Il giusto (?!) processo
Febbraio 17, 2001 in il Traspiratore da Redazione
Recentemente é stato approvato il decreto legge sulle norme d’applicazione dei principi costituzionali del giusto processo ai procedimenti in corso.
Con questa modifica, la legge assicura che nel processo penale la persona indagata di un reato sia, nel più breve tempo possibile, informata riservatamente della natura e dei motivi dell’accusa elevata a suo carico; disponga del tempo e delle condizioni necessari per preparare la sua difesa; abbia la facoltà davanti al giudice di interrogare o di far interrogare le persone che rendono dichiarazioni a suo carico, di ottenere la convocazione e l’interrogatorio di persone a sua difesa nelle stesse condizioni dell’accusa e l’acquisizione di ogni altro mezzo di prova a suo favore.
Per apportare tali variazioni è stato cambiato l’art. 111 della Costituzione e, più in particolare, sono state puntualizzate la ragionevole durata del processo, l’imparzialità del giudice ed il fatto che il processo si svolga nel contraddittorio tra le parti.
Le complicazioni riguardano la questione che la colpevolezza dell’imputato non può essere provata sulla base di dichiarazioni rese da chi, per libera scelta, si è sempre volontariamente sottratto all’interrogatorio da parte dell’imputato o del suo difensore. Tali dichiarazioni sono valutate ai fini della prova solo se la loro attendibilità è confermata da altri elementi, per evitare sia di incorrere in attentato alla sicurezza comune, sia la delegittimazione delle istituzioni, qualora il giusto processo entrasse in vigore senza lo scudo protettivo di norme transitorie, che mettano tutti i processi in corso al riparo dai rischi di paralisi e di scarcerazioni di massa.

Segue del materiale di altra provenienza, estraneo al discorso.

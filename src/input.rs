//! Input event vocabulary for physical braille-display keys.
//!
//! Plain data shared with display-driver collaborators; the engine itself
//! neither consumes nor produces these events. A collaborator combines a
//! routed `Route` event's cell position with a translation's position map
//! to find the text offset under the routing key.

use std::collections::HashMap;

use once_cell::sync::Lazy;

/// Closed set of command codes a braille display can emit.
///
/// Discriminants are part of the wire vocabulary and stay stable.
#[derive(Debug, Clone, Copy, PartialEq, Eq, Hash)]
#[repr(i32)]
pub enum Command {
    NavLinePrevious = 1,
    NavLineNext = 2,
    NavItemPrevious = 3,
    NavItemNext = 4,
    NavPanLeft = 5,
    NavPanRight = 6,
    NavTop = 7,
    NavBottom = 8,
    ActivateCurrent = 20,
    LongPressCurrent = 21,
    ScrollBackward = 30,
    ScrollForward = 31,
    SelectionStart = 40,
    SelectionEnd = 41,
    SelectionSelectAll = 42,
    SelectionCut = 43,
    SelectionCopy = 44,
    SelectionPaste = 45,
    Route = 50,
    LongPressRoute = 51,
    BrailleKey = 60,
    KeyEnter = 70,
    KeyDel = 71,
    KeyForwardDel = 72,
    GlobalBack = 90,
    GlobalHome = 91,
    GlobalRecents = 92,
    GlobalNotifications = 93,
    Help = 100,
    SectionNext = 110,
    SectionPrevious = 111,
    ControlNext = 112,
    ControlPrevious = 113,
    ListNext = 114,
    ListPrevious = 115,
    ToggleIncrementalSearch = 116,
    ToggleBrailleMenu = 117,
    ToggleBrailleGrade = 118,
}

/// What a command's argument field carries
#[derive(Debug, Clone, Copy, PartialEq, Eq)]
pub enum ArgumentKind {
    None,
    /// Bit mask of pressed dot keys
    Dots,
    /// A cell position on the display
    Position,
}

// One ordered list of (code, name) pairs; both lookup directions are
// derived from it once and never mutated afterwards
const COMMANDS: &[(Command, &str)] = &[
    (Command::NavLinePrevious, "NAV_LINE_PREVIOUS"),
    (Command::NavLineNext, "NAV_LINE_NEXT"),
    (Command::NavItemPrevious, "NAV_ITEM_PREVIOUS"),
    (Command::NavItemNext, "NAV_ITEM_NEXT"),
    (Command::NavPanLeft, "NAV_PAN_LEFT"),
    (Command::NavPanRight, "NAV_PAN_RIGHT"),
    (Command::NavTop, "NAV_TOP"),
    (Command::NavBottom, "NAV_BOTTOM"),
    (Command::ActivateCurrent, "ACTIVATE_CURRENT"),
    (Command::LongPressCurrent, "LONG_PRESS_CURRENT"),
    (Command::ScrollBackward, "SCROLL_BACKWARD"),
    (Command::ScrollForward, "SCROLL_FORWARD"),
    (Command::SelectionStart, "SELECTION_START"),
    (Command::SelectionEnd, "SELECTION_END"),
    (Command::SelectionSelectAll, "SELECTION_SELECT_ALL"),
    (Command::SelectionCut, "SELECTION_CUT"),
    (Command::SelectionCopy, "SELECTION_COPY"),
    (Command::SelectionPaste, "SELECTION_PASTE"),
    (Command::Route, "ROUTE"),
    (Command::LongPressRoute, "LONG_PRESS_ROUTE"),
    (Command::BrailleKey, "BRAILLE_KEY"),
    (Command::KeyEnter, "KEY_ENTER"),
    (Command::KeyDel, "KEY_DEL"),
    (Command::KeyForwardDel, "KEY_FORWARD_DEL"),
    (Command::GlobalBack, "GLOBAL_BACK"),
    (Command::GlobalHome, "GLOBAL_HOME"),
    (Command::GlobalRecents, "GLOBAL_RECENTS"),
    (Command::GlobalNotifications, "GLOBAL_NOTIFICATIONS"),
    (Command::Help, "HELP"),
    (Command::SectionNext, "SECTION_NEXT"),
    (Command::SectionPrevious, "SECTION_PREVIOUS"),
    (Command::ControlNext, "CONTROL_NEXT"),
    (Command::ControlPrevious, "CONTROL_PREVIOUS"),
    (Command::ListNext, "LIST_NEXT"),
    (Command::ListPrevious, "LIST_PREVIOUS"),
    (Command::ToggleIncrementalSearch, "TOGGLE_INCREMENTAL_SEARCH"),
    (Command::ToggleBrailleMenu, "TOGGLE_BRAILLE_MENU"),
    (Command::ToggleBrailleGrade, "TOGGLE_BRAILLE_GRADE"),
];

static COMMAND_NAMES: Lazy<HashMap<Command, &'static str>> =
    Lazy::new(|| COMMANDS.iter().copied().collect());

static NAMES_TO_COMMANDS: Lazy<HashMap<&'static str, Command>> =
    Lazy::new(|| COMMANDS.iter().map(|&(cmd, name)| (name, cmd)).collect());

impl Command {
    pub fn code(&self) -> i32 {
        *self as i32
    }

    pub fn name(&self) -> &'static str {
        COMMAND_NAMES.get(self).copied().unwrap_or("(unknown)")
    }

    pub fn from_name(name: &str) -> Option<Command> {
        NAMES_TO_COMMANDS.get(name).copied()
    }

    pub fn from_code(code: i32) -> Option<Command> {
        COMMANDS
            .iter()
            .find(|&&(cmd, _)| cmd.code() == code)
            .map(|&(cmd, _)| cmd)
    }

    pub fn argument_kind(&self) -> ArgumentKind {
        match self {
            Command::SelectionStart
            | Command::SelectionEnd
            | Command::Route
            | Command::LongPressRoute => ArgumentKind::Position,
            Command::BrailleKey => ArgumentKind::Dots,
            _ => ArgumentKind::None,
        }
    }
}

/// One key event from a braille display.
#[derive(Debug, Clone, Copy, PartialEq, Eq)]
pub struct BrailleInputEvent {
    pub command: Command,
    /// Meaning depends on `command.argument_kind()`
    pub argument: i32,
    pub event_time_ms: u64,
}

impl BrailleInputEvent {
    pub fn new(command: Command, argument: i32, event_time_ms: u64) -> Self {
        BrailleInputEvent {
            command,
            argument,
            event_time_ms,
        }
    }
}

impl std::fmt::Display for BrailleInputEvent {
    fn fmt(&self, f: &mut std::fmt::Formatter<'_>) -> std::fmt::Result {
        write!(
            f,
            "BrailleInputEvent {{cmd={}, arg={}}}",
            self.command.name(),
            self.argument
        )
    }
}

Anche se la legge tenta di regolare i casi in cui la formazione della prova non ha luogo nel contraddittorio per consenso dell’imputato o per impossibilità di natura oggettiva o per effetto di provata condotta illecita, varie ipotesi sono state fatte per determinare i confini di applicazione delle nuove norme costituzionali, in particolare quella secondo la quale le accuse non ripetute in aula non possono essere valutate come prova della colpevolezza dell’imputato. Altra ipotesi potrebbe essere quella di tenerle in considerazione solo se già acquisite al fascicolo del dibattimento e solo se la loro attendibilità fosse confermata da altri elementi di prova, assunti o formati con altre modalità. Gli avvocati penalisti minacciano scioperi ad oltranza ed il salvataggio dei processi in corso pare possibile solo nel caso ci sia già stata la richiesta di rinvio a giudizio. E’ auspicabile una veloce ed opportuna soluzione per porre rimedio alla crescente confusione, vista la grande quantità di processi ancora da celebrare.
La riforma del codice di procedura penale del 1988 mirava a snellire la pendenza dei processi con l’introduzione di procedimenti speciali, quali il giudizio abbreviato, il patteggiamento, il giudizio direttissimo, il giudizio immediato e il decreto penale. Questi procedimenti, saltando determinate fasi che costituiscono il procedimento ordinario, quali indagini preliminari, udienza preliminare, dibattimento, eventuale appello e ricorso per Cassazione, sono più brevi. L’utilizzo dei riti speciali rende più veloce l’iter procedurale, ma le ipotesi per ricorrere a tali modelli sono circoscritte: infatti, le prove devono essere assunte senza lunghe indagini, oppure l’imputato non deve avere interesse di giungere al dibattimento, limitando in tal modo le sue garanzie, oppure ancora la pena deve essere determinata con facilità. Il vantaggio dell’uso del rito speciale comporta un risparmio di energie processuali e deflaziona il carico processuale, ma ciò ha risolto solo parzialmente la questione della lentezza della macchina burocratica, non evitando che alcuni problemi ancora pendenti recentemente riemergessero, ad esempio le scarcerazioni facili di persone non meritevoli di tali misure premiali.
E’ chiaro che con il procedimento ordinario vi è la possibilità di giudicare i soggetti con indagini svolte a più ampio spettro e le possibilità d’errore teoricamente potrebbero essere minori. La lunghezza del processo, però, può rendere l’intero lavoro inefficace, a causa delle scadenze dei termini di custodia cautelare, rischiando di limitare la validità di lunghe indagini.